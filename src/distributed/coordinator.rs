//! Distributed coordinator
//!
//! The coordinator is participant 0. It:
//! - Connects to all participants
//! - Broadcasts the total line count and each participant's identity
//! - Distributes line blocks
//! - Counts its own block
//! - Reduces every partial table into the global table

use crate::distributed::distributor::{broadcast_assignments, coordinator_block, send_blocks};
use crate::distributed::reducer::reduce;
use crate::stats::aggregator::{RunReport, StatisticsAggregator};
use crate::stats::{FrequencyTable, ParticipantStats};
use crate::worker::LocalCounter;
use anyhow::{Context, Result};
use std::time::Instant;
use tokio::io::{AsyncRead, AsyncWrite};
use tokio::net::TcpStream;
use tracing::info;

/// Result of one complete pipeline run
#[derive(Debug, Clone)]
pub struct PipelineOutcome {
    /// Global frequency table
    pub table: FrequencyTable,

    /// Run statistics
    pub report: RunReport,
}

/// Distributed coordinator
///
/// Orchestrates one counting run across all participants.
pub struct DistributedCoordinator {
    /// Counter threads per participant
    threads: usize,

    /// Node identifier reported for participant 0
    node_id: String,
}

impl DistributedCoordinator {
    /// Create a new coordinator
    pub fn new(threads: usize) -> Self {
        Self {
            threads: threads.max(1),
            node_id: crate::util::node_id(),
        }
    }

    /// Override the node identifier
    pub fn with_node_id(mut self, node_id: impl Into<String>) -> Self {
        self.node_id = node_id.into();
        self
    }

    /// Connect to every participant, in index order
    ///
    /// `addresses[k]` becomes participant `k + 1`.
    pub async fn connect(addresses: &[String]) -> Result<Vec<TcpStream>> {
        let mut connections = Vec::with_capacity(addresses.len());

        for (offset, addr) in addresses.iter().enumerate() {
            info!("Connecting to participant {} at {}...", offset + 1, addr);
            let stream = TcpStream::connect(addr)
                .await
                .with_context(|| format!("Failed to connect to {}", addr))?;
            stream
                .set_nodelay(true)
                .with_context(|| format!("Failed to configure connection to {}", addr))?;
            connections.push(stream);
        }

        info!("All {} participants connected", connections.len());
        Ok(connections)
    }

    /// Run the pipeline over `lines` with one link per non-coordinator participant
    pub async fn run<S>(&self, lines: Vec<String>, mut links: Vec<S>) -> Result<PipelineOutcome>
    where
        S: AsyncRead + AsyncWrite + Unpin,
    {
        let start = Instant::now();
        let participant_count = links.len() + 1;
        let total_lines = lines.len();

        info!(
            "Counting {} lines across {} participants ({} threads each)",
            total_lines, participant_count, self.threads
        );

        broadcast_assignments(&mut links, total_lines, self.threads).await?;
        send_blocks(&mut links, &lines).await?;

        let block = coordinator_block(&lines, participant_count)?.to_vec();
        drop(lines);

        let (local, stats) = self.count_own_block(block).await?;
        info!(
            "Participant 0 counted {} lines ({} tokens)",
            stats.lines, stats.tokens
        );

        let reduction = reduce(&local, &mut links).await?;
        drop(local);

        let mut aggregator = StatisticsAggregator::new();
        aggregator.add_participant(stats);
        for participant in reduction.participants {
            aggregator.add_participant(participant);
        }

        let report = aggregator.report(start.elapsed());
        info!(
            "Reduction complete: {} unique words, {} tokens",
            reduction.table.len(),
            reduction.table.total()
        );

        Ok(PipelineOutcome {
            table: reduction.table,
            report,
        })
    }

    /// Count the coordinator's own block off the async runtime
    async fn count_own_block(&self, block: Vec<String>) -> Result<(FrequencyTable, ParticipantStats)> {
        let counter = LocalCounter::new(self.threads);
        let node_id = self.node_id.clone();

        tokio::task::spawn_blocking(move || -> Result<(FrequencyTable, ParticipantStats)> {
            let count_start = Instant::now();
            let table = counter.count(&block).context("Local counting failed")?;
            let stats = ParticipantStats::from_table(
                0,
                node_id,
                block.len(),
                counter.effective_threads(block.len()),
                &table,
                count_start.elapsed(),
            );
            Ok((table, stats))
        })
        .await
        .context("Counter task failed")?
    }
}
_ _ _ _
Take the first line of the material above as the start and the line that contains "across all participants." as the end. Output only that span, every line exactly as it stands.

• [OUTPUT FOR THIS TASK]:
filename src/distributed/coordinator.rs
//! Distributed coordinator
//!
//! The coordinator is participant 0. It:
//! - Connects to all participants
//! - Broadcasts the total line count and each participant's identity
//! - Distributes line blocks
//! - Counts its own block
//! - Reduces every partial table into the global table

use crate::distributed::distributor::{broadcast_assignments, coordinator_block, send_blocks};
use crate::distributed::reducer::reduce;
use crate::stats::aggregator::{RunReport, StatisticsAggregator};
use crate::stats::{FrequencyTable, ParticipantStats};
use crate::worker::LocalCounter;
use anyhow::{Context, Result};
use std::time::Instant;
use tokio::io::{AsyncRead, AsyncWrite};
use tokio::net::TcpStream;
use tracing::info;

/// Result of one complete pipeline run
#[derive(Debug, Clone)]
pub struct PipelineOutcome {
    /// Global frequency table
    pub table: FrequencyTable,

    /// Run statistics
    pub report: RunReport,
}

/// Distributed coordinator
///
/// Orchestrates one counting run across all participants.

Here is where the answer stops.